1. Introduction
The potential of machine learning for manufacturing applications has been widely addressed and proven by researchers [
1]. Machine learning models automatically extract relevant features from Euclidian and non-Euclidian data. Convolutional neural networks (CNNs), a type of machine learning model, are well known for processing image data as they can exploit shift-invariance and local connectivity in image data [
2]. However, manufacturing applications are highly specific, meaning that off-the-shelf datasets lack relevance for CNN training. Thus, a new computer vision task for a manufacturing application results in the need to create a dataset with a latent feature space specific to the application.
The challenge of data scarcity and high resource investment in database creation is also found in the manufacturing application of wiring harness component detection. Researchers addressing this application generate CNNs by investing a high amount of time and manpower into generating and labeling images. To increase the efficiency of data generation, synthetic data are generated and integrated into model training. This facilitates the rapid development of robust CNN models and the adaptation of existing models to data drift in real-world production environments. Synthetic data are created in a virtual environment by, e.g., reusing computer-aided design (CAD) models or utilizing generative models. Therefore, using synthetic data reduces the amount of time and the costs involved because physical setups, manual image capturing, and manual labeling are no longer necessary. We present the synthetic image data generated and processed in this study.
The remainder of this article is structured as follows. First, an overview of the state of the art of traditional and machine-learning approaches for wiring harness component detection is provided. Second, the data generation and processing pipeline for wiring harness images is presented in detail. Experiments are conducted to evaluate the value-added through synthetic data in contrast to using real data only. Third, the last section concludes this article and gives an outlook on future research endeavors.

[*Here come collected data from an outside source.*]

//! A MapReduce-compatible implementation of `grep`.
//!

use crate::*;
use anyhow::Result;
use bytes::{Buf, BufMut, Bytes, BytesMut};
use clap::Parser;
use serde::{Deserialize, Serialize};

#[derive(Parser, Debug, Serialize, Deserialize)]
#[clap(no_binary_name = true)]
struct Args {
    #[clap(short, long, value_parser)]
    term: String,
}

#[allow(clippy::needless_collect)]
pub fn map(kv: KeyValue, aux: Bytes) -> MapOutput {
    let args = Args::try_parse_from(serde_json::from_slice::<Vec<String>>(&aux)?)?;
    let term = args.term;

    let s = String::from_utf8(kv.value.as_ref().into())?;
    let lines = s
        .lines()
        .enumerate()
        .filter(|(_, s)| s.contains(&term))
        .map(|(i, s)| (i + 1, s.to_string()))
        .collect::<Vec<_>>();

    let mut key_buf = BytesMut::new();
    let mut value_buf = BytesMut::new();

    let iter = lines.into_iter().map(move |(line_num, line)| {
        key_buf.put(kv.key.as_ref());
        value_buf.put_u64(line_num as u64);
        value_buf.put(line.as_bytes());

        let key = key_buf.split().freeze();
        let value = value_buf.split().freeze();

        Ok(KeyValue { key, value })
    });
    Ok(Box::new(iter))
}

pub fn reduce(
    _key: Bytes,
    values: Box<dyn Iterator<Item = Bytes> + '_>,
    _aux: Bytes,
) -> Result<Bytes> {
    let mut writer = BytesMut::new();
    let mut values = values.collect::<Vec<Bytes>>();
    values.sort_by_key(|value| value.clone().get_u64());
    for (i, mut value) in values.into_iter().enumerate() {
        let line_no = value.get_u64();
        let line = String::from_utf8(value.to_vec())?;
        if i > 0 {
            writer.put_slice(b"; ");
        }
        writer.put(format!("{line_no}:{line}").as_bytes());
    }

    Ok(writer.freeze())
}

#[cfg(test)]
mod tests {
    use super::*;

    #[test]
    fn finds_matching_lines() {
        let aux = Bytes::from(serde_json::to_string(&["--term", "needle"]).unwrap());
        let kv = KeyValue::new(
            Bytes::from("hay.txt"),
            Bytes::from("hay\nneedle here\nhay\nanother needle"),
        );
        let pairs = map(kv, aux)
            .unwrap()
            .collect::<Result<Vec<_>>>()
            .unwrap();
        assert_eq!(pairs.len(), 2);
        assert!(pairs.iter().all(|kv| kv.key == "hay.txt"));

        let values = pairs.into_iter().map(KeyValue::into_value);
        let joined = reduce(Bytes::from("hay.txt"), Box::new(values), Bytes::new()).unwrap();
        assert_eq!(joined, Bytes::from("2:needle here; 4:another needle"));
    }
}
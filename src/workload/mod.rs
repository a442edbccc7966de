//! Converts MapReduce application names to actual application code.
//!
//! # Example
//!
//! To get the word count application:
//! ```
//! # use anyhow::Result;
//! // This is the correct import to use if you are outside the crate:
//! use minimr::workload;
//! // Since you will be working within the `minimr` crate,
//! // you should write `use crate::workload;` instead.
//! # fn main() -> Result<()> {
//! let wc = workload::named("wc")?;
//! # Ok(())
//! # }
//! ```

use crate::Workload;
use anyhow::{bail, Result};

pub mod grep;
pub mod wc;

/// Gets the [`Workload`] named `name`.
///
/// Returns [`None`] if no application with the given name was found.
pub fn try_named(name: &str) -> Option<Workload> {
    match name {
        "wc" => Some(Workload {
            map_fn: wc::map,
            reduce_fn: wc::reduce,
        }),
        "grep" => Some(Workload {
            map_fn: grep::map,
            reduce_fn: grep::reduce,
        }),
        _ => None,
    }
}

/// Gets the [`Workload`] named `name`.
///
/// Returns an [`anyhow::Error`] if no application with the given name was found.
pub fn named(name: &str) -> Result<Workload> {
    match try_named(name) {
        Some(app) => Ok(app),
        None => bail!("No app named `{}` found.", name),
    }
}
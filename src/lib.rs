//! A fault-tolerant MapReduce job executor for a single host.
//!
//! One coordinator process hands map and reduce tasks to any number of
//! worker processes over a local RPC endpoint. Workers shuffle
//! intermediate data through the shared filesystem, publishing every file
//! with an atomic rename so that duplicate executions of a task (the
//! recovery path for crashed or straggling workers) are harmless.

use bytes::Bytes;

pub mod codec;
pub mod cmd;
pub mod coordinator;
pub mod rpc;
pub mod shuffle;
pub mod standalone;
pub mod utils;
pub mod worker;
pub mod workload;

/////////////////////////////////////////////////////////////////////////////
// MapReduce application types
/////////////////////////////////////////////////////////////////////////////

/// The output of an application map function.
///
/// There are 2 layers of [`anyhow::Result`]s here. The outer layer
/// accounts for errors that arise while creating the iterator.
/// The inner layer accounts for errors that occur during iteration.
///
/// This accomodates both batch (all keys emitted at once) and lazy
/// (keys only emitted when the iterator is consumed) map operations.
pub type MapOutput = anyhow::Result<Box<dyn Iterator<Item = anyhow::Result<KeyValue>>>>;

/// A map function takes a key-value pair (input filename and file
/// contents) and auxiliary arguments.
///
/// It returns an iterator that yields new key-value pairs.
pub type MapFn = fn(kv: KeyValue, aux: Bytes) -> MapOutput;

/// A reduce function takes in a key, an iterator over values for that key,
/// and an auxiliary argument. It returns an [`anyhow::Result`]
/// containing a single output value; the worker owns the surrounding
/// `"{key} {value}\n"` output line.
pub type ReduceFn = fn(
    key: Bytes,
    values: Box<dyn Iterator<Item = Bytes> + '_>,
    aux: Bytes,
) -> anyhow::Result<Bytes>;

/// A map reduce application.
#[derive(Copy, Clone)]
pub struct Workload {
    pub map_fn: MapFn,
    pub reduce_fn: ReduceFn,
}

/////////////////////////////////////////////////////////////////////////////
// Key-value pairs
/////////////////////////////////////////////////////////////////////////////

/// A single key-value pair.
#[derive(Clone, Eq, PartialEq, Hash, Debug)]
pub struct KeyValue {
    /// The key.
    pub key: Bytes,
    /// The value.
    pub value: Bytes,
}

impl KeyValue {
    /// Construct a new key-value pair from the given key and value.
    pub fn new(key: Bytes, value: Bytes) -> Self {
        Self { key, value }
    }

    /// Get the key of this key-value pair.
    ///
    /// This method is cheap, since [`Bytes`] are cheaply cloneable.
    #[inline]
    pub fn key(&self) -> Bytes {
        self.key.clone()
    }

    /// Get the value of this key-value pair.
    ///
    /// This method is cheap, since [`Bytes`] are cheaply cloneable.
    #[inline]
    pub fn value(&self) -> Bytes {
        self.value.clone()
    }

    /// Consumes the key-value pair and returns the key.
    #[inline]
    pub fn into_key(self) -> Bytes {
        self.key
    }

    /// Consumes the key-value pair and returns the value.
    #[inline]
    pub fn into_value(self) -> Bytes {
        self.value
    }
}

/// Hashes an intermediate key. Compute the reduce partition for a given
/// key by calculating `ihash(key) % n_reduce`.
///
/// This is 32-bit FNV-1a masked to 31 bits (non-negative). It must stay
/// bit-identical across worker builds: intermediate files produced by any
/// worker have to land in the partition any reducer expects.
pub fn ihash(key: &[u8]) -> u32 {
    let mut hash: u32 = 0x811c_9dc5;
    for &byte in key {
        hash ^= u32::from(byte);
        hash = hash.wrapping_mul(0x0100_0193);
    }
    hash & 0x7fff_ffff
}

#[cfg(test)]
mod tests {
    use super::*;

    #[test]
    fn ihash_matches_fnv1a32_vectors() {
        assert_eq!(ihash(b""), 0x811c_9dc5 & 0x7fff_ffff);
        assert_eq!(ihash(b"a"), 0xe40c_292c & 0x7fff_ffff);
        assert_eq!(ihash(b"hello"), 0x4f9f_2cab);
    }

    #[test]
    fn hello_lands_in_partition_zero_of_three() {
        assert_eq!(ihash(b"hello") % 3, 0);
    }
}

2. Machine Vision for Wiring Harness Component Detection
The wiring harness consists of thousands of components such as wires, connectors, clips, tubes, tapes, and grommets [
3]. Assembled into the final product, wiring harnesses serve to connect sensors, actuators, and control units, e.g., in vehicles, planes, or electronic devices. The detection of the components in wiring harness manufacturing is difficult to realize, due to the presence of high component variety, deformable and rigid objects, and product complexity [
4]. A door wiring harness is shown in
Figure 1.
2.1. Traditional Machine Vision
A variety of proposed solutions for wiring harness component detection stem from traditional computer vision algorithms. Focus is often directed towards assembled wires due to their deformable character and high occlusion between wires. Thus, a combination of multiple algorithms is proposed. Algorithms for thresholding [
5], manual feature extraction [
6], and edge detection [
7] are often applied for component detection. The addition of algorithms for template matching facilitates the determination of the presence and position of tape, clips, wire bundles, and wheel-shaped components [
8]. While the proposed solutions are successfully applied to the individual research use cases, the robustness to data drift, e.g., inducted by environmental changes and novel components, is not given. Thus, adapting algorithms to data drift necessitates the adjustment of a multitude of parameters. Matching algorithms focus on wiring harness localization for wire manipulation. Matching algorithms rely on a topological representation form of the wiring harness to determine wire branches and components [
9].
2.2. Machine Learning Approaches
Wiring harness branch detection is realized with a CNN processing image as well as depth data, and the experimental findings show the benefit of processing data from several modalities to achieve a high CNN performance [
10]. Reference [
11] focuses on connector detection and pose estimation using a single-shot detector. These works rely on manual image data collection and labeling. Only a few researchers rely on synthetic data as the primary database for CNN training. The real-time deformable linear objects instance segmentation (RT-DLO) approach addresses instance segmentation for wires using synthetic data [
12,
13]. A CNN is proposed for semantic segmentation to generate a binary mask for additional algorithms for instance extraction. Synthetic data generation is based on the copy-and-paste approach. Therefore, wires are extracted from existing images and pasted on a variety of complex backgrounds. The results show the successful application of RT-DLO to real data.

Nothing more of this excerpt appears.